## Your objective
Please copy each line of the listing below in which the word "main" appears.

## Source material
╭──

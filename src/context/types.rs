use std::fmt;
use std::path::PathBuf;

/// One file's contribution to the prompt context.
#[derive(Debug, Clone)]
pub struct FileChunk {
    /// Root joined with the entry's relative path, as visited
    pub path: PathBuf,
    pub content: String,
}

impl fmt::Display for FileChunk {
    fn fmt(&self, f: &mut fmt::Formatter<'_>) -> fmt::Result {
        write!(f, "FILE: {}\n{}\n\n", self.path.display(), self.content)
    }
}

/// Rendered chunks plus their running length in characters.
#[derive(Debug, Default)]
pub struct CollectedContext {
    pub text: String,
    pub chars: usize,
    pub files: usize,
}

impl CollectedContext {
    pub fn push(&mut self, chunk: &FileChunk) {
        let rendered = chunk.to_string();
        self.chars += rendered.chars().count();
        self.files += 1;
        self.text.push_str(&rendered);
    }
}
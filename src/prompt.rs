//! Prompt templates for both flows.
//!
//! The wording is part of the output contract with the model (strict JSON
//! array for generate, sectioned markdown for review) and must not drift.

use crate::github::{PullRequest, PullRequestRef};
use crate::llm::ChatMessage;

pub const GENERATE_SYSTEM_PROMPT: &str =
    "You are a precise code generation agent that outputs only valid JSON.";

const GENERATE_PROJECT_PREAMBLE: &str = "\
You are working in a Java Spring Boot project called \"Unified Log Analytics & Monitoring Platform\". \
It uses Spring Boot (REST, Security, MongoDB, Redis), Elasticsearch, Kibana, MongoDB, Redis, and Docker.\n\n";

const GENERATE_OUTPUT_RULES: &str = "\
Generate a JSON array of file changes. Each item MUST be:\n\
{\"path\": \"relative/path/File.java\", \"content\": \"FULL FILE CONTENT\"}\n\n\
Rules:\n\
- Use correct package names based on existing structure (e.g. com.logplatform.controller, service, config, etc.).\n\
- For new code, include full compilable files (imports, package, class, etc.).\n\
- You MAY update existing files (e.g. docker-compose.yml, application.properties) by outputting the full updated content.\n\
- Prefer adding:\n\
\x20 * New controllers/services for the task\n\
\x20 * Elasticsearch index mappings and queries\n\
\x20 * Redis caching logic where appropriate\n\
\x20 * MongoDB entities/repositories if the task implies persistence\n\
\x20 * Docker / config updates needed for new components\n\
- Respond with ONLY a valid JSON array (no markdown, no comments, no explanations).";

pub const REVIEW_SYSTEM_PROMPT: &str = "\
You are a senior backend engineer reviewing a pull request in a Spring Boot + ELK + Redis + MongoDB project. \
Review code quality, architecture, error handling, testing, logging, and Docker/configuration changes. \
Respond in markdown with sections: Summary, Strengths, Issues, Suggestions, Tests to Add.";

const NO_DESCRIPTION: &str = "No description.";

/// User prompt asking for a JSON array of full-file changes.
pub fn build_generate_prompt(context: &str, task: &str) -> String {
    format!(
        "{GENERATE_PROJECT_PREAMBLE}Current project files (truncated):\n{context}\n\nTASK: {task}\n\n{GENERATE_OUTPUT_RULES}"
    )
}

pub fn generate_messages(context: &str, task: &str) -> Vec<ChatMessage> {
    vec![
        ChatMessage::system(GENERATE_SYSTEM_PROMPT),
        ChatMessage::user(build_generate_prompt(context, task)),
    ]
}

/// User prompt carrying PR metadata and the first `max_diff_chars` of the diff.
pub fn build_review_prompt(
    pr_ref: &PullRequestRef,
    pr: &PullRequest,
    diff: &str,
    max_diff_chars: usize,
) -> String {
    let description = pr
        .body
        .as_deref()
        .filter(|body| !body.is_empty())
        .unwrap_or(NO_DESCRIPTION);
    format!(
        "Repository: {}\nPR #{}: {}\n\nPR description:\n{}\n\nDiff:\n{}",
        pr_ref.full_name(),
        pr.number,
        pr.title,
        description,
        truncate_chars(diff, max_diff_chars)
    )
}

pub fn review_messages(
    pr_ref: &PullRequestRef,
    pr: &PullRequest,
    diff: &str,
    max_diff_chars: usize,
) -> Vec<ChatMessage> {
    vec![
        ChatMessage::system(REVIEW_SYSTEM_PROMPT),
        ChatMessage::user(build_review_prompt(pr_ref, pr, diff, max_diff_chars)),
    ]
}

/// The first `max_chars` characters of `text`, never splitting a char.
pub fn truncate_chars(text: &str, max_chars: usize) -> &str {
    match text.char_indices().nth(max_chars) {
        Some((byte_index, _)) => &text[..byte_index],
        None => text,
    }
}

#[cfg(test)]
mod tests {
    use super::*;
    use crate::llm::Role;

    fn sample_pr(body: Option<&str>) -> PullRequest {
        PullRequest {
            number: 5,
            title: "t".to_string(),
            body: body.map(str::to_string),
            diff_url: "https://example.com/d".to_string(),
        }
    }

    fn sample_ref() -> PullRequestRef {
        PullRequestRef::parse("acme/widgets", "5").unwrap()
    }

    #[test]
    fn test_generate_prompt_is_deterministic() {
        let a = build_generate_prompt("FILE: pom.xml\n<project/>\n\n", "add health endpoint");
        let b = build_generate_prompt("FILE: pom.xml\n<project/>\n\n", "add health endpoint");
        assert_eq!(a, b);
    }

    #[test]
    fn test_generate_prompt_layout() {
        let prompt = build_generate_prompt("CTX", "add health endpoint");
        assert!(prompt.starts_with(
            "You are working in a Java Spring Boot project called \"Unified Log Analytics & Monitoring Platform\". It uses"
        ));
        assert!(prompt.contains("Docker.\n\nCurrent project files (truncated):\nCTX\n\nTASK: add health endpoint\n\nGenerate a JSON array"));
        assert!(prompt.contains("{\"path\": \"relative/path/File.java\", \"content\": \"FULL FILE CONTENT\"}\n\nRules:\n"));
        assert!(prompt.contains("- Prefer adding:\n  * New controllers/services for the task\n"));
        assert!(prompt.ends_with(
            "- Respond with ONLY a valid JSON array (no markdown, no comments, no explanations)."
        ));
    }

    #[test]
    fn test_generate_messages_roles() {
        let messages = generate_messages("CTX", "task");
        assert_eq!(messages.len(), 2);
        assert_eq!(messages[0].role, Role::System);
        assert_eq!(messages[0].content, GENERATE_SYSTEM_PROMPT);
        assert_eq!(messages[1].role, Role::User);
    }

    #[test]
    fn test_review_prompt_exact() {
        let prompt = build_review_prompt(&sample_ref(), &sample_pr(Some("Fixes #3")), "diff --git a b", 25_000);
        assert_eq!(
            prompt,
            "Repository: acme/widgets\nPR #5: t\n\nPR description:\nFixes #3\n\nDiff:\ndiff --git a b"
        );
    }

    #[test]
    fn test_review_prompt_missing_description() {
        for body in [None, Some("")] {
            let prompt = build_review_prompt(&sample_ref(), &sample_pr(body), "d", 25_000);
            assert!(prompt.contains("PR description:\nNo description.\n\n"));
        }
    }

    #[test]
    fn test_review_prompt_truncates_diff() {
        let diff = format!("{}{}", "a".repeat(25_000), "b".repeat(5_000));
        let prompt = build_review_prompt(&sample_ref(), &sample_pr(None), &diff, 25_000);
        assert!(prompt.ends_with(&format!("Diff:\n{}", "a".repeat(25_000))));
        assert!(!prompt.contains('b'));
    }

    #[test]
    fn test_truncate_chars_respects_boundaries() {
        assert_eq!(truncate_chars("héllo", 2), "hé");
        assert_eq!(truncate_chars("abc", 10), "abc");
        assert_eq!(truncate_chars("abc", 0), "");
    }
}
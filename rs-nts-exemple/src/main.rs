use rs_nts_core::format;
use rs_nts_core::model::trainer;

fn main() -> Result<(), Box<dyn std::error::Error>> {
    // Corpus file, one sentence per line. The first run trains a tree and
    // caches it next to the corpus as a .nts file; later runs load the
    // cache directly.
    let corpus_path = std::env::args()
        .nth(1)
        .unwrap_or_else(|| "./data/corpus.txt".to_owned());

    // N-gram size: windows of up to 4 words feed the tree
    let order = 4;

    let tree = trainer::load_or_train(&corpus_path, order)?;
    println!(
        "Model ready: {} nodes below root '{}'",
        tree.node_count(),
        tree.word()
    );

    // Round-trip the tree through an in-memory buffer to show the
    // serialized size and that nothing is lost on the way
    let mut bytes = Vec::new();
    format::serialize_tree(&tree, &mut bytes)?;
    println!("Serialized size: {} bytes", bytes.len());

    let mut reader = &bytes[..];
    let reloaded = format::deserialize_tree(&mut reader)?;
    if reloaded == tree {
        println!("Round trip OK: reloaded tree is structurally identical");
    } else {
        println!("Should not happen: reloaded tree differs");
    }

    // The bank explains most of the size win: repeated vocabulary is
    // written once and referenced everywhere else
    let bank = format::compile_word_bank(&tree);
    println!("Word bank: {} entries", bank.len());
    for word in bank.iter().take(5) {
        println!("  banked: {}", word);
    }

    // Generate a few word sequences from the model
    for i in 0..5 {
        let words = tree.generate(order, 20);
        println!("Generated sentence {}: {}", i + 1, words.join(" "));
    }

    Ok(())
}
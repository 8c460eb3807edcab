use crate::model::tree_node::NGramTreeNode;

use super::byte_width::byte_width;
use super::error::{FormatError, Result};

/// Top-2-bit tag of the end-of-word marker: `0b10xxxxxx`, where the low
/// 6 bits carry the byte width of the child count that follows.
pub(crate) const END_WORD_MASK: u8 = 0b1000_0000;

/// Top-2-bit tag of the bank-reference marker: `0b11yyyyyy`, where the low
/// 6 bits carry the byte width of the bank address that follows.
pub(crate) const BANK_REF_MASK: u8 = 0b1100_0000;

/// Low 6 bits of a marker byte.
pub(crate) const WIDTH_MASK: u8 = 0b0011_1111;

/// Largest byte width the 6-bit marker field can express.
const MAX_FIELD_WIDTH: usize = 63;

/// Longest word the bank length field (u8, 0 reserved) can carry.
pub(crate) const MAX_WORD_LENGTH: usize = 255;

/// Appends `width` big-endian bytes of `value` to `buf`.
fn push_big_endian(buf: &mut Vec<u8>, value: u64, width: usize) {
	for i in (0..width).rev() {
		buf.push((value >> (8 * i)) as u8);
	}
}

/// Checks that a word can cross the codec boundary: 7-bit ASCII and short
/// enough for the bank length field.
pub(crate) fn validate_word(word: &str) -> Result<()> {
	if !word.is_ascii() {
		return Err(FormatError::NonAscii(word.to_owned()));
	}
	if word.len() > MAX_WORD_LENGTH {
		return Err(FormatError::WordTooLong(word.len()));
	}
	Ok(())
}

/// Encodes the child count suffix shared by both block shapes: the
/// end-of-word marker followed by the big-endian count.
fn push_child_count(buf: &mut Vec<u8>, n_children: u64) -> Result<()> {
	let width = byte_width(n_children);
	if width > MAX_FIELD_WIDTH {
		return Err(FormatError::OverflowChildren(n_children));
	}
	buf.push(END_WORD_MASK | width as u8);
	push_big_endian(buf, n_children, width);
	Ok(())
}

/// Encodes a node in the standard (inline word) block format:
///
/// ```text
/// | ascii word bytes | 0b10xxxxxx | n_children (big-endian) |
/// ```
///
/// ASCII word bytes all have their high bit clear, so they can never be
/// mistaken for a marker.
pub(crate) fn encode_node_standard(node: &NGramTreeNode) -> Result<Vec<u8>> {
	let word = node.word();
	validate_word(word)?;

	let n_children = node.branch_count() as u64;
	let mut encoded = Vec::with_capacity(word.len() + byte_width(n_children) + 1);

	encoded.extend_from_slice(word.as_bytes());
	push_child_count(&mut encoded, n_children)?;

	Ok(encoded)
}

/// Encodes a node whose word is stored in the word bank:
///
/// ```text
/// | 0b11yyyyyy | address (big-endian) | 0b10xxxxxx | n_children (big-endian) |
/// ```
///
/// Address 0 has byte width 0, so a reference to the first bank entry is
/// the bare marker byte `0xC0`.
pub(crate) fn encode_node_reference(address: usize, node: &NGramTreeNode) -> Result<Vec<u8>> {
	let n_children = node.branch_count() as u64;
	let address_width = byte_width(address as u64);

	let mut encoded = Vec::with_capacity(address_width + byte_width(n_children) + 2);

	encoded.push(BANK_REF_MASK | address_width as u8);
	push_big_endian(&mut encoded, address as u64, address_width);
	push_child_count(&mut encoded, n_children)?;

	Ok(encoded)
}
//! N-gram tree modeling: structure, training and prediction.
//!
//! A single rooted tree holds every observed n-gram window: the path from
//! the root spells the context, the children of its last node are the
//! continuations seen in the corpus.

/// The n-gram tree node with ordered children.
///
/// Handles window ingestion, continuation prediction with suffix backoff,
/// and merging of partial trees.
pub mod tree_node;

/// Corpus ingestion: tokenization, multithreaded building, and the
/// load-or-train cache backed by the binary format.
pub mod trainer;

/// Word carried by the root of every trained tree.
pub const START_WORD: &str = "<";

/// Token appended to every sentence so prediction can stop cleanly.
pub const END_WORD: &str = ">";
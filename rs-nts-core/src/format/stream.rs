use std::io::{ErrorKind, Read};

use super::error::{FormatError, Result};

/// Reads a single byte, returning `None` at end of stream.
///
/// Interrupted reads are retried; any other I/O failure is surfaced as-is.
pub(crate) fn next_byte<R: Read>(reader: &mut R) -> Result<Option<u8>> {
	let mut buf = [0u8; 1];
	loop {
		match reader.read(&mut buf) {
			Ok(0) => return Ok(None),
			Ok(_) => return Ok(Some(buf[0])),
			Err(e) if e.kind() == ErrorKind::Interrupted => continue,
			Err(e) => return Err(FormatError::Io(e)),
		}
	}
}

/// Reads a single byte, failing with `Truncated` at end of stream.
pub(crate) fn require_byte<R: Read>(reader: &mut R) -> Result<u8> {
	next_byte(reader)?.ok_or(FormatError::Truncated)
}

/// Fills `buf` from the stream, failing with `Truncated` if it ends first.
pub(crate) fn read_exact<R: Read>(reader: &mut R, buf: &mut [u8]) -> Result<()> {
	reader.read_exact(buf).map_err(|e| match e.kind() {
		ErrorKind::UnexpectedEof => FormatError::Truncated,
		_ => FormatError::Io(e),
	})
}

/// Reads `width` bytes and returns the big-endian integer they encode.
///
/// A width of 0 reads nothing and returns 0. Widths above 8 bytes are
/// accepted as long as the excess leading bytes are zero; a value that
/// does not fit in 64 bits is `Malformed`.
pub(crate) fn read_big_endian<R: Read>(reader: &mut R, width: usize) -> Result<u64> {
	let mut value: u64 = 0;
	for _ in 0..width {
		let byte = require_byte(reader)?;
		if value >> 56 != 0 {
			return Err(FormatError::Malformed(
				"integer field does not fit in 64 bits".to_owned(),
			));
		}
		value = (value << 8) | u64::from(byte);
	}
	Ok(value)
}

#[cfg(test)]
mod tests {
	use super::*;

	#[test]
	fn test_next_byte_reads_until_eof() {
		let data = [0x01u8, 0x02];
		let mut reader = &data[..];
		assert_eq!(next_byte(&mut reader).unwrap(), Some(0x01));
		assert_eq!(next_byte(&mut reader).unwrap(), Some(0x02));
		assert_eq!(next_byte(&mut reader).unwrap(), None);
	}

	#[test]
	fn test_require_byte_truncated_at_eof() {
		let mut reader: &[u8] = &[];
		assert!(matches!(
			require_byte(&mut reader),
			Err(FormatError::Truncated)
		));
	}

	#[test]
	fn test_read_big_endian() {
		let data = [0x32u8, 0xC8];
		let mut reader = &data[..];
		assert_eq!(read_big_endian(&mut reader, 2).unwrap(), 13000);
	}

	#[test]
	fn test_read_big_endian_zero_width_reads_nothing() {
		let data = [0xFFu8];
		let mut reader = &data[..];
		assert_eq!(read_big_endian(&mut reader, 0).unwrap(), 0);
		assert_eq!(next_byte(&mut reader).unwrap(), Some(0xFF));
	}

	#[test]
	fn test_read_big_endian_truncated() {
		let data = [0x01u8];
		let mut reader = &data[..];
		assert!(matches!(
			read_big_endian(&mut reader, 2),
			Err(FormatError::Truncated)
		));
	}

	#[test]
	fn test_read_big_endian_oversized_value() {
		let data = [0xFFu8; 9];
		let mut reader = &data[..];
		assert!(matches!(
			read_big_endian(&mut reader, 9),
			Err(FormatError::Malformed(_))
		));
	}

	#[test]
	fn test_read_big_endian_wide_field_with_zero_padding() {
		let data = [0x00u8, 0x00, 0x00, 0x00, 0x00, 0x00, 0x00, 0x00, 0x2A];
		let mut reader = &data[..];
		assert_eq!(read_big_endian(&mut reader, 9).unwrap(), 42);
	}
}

╰──

## Solution for this problem
filename rs-nts-exemple/src/main.rs
fn main() -> Result<(), Box<dyn std::error::Error>> {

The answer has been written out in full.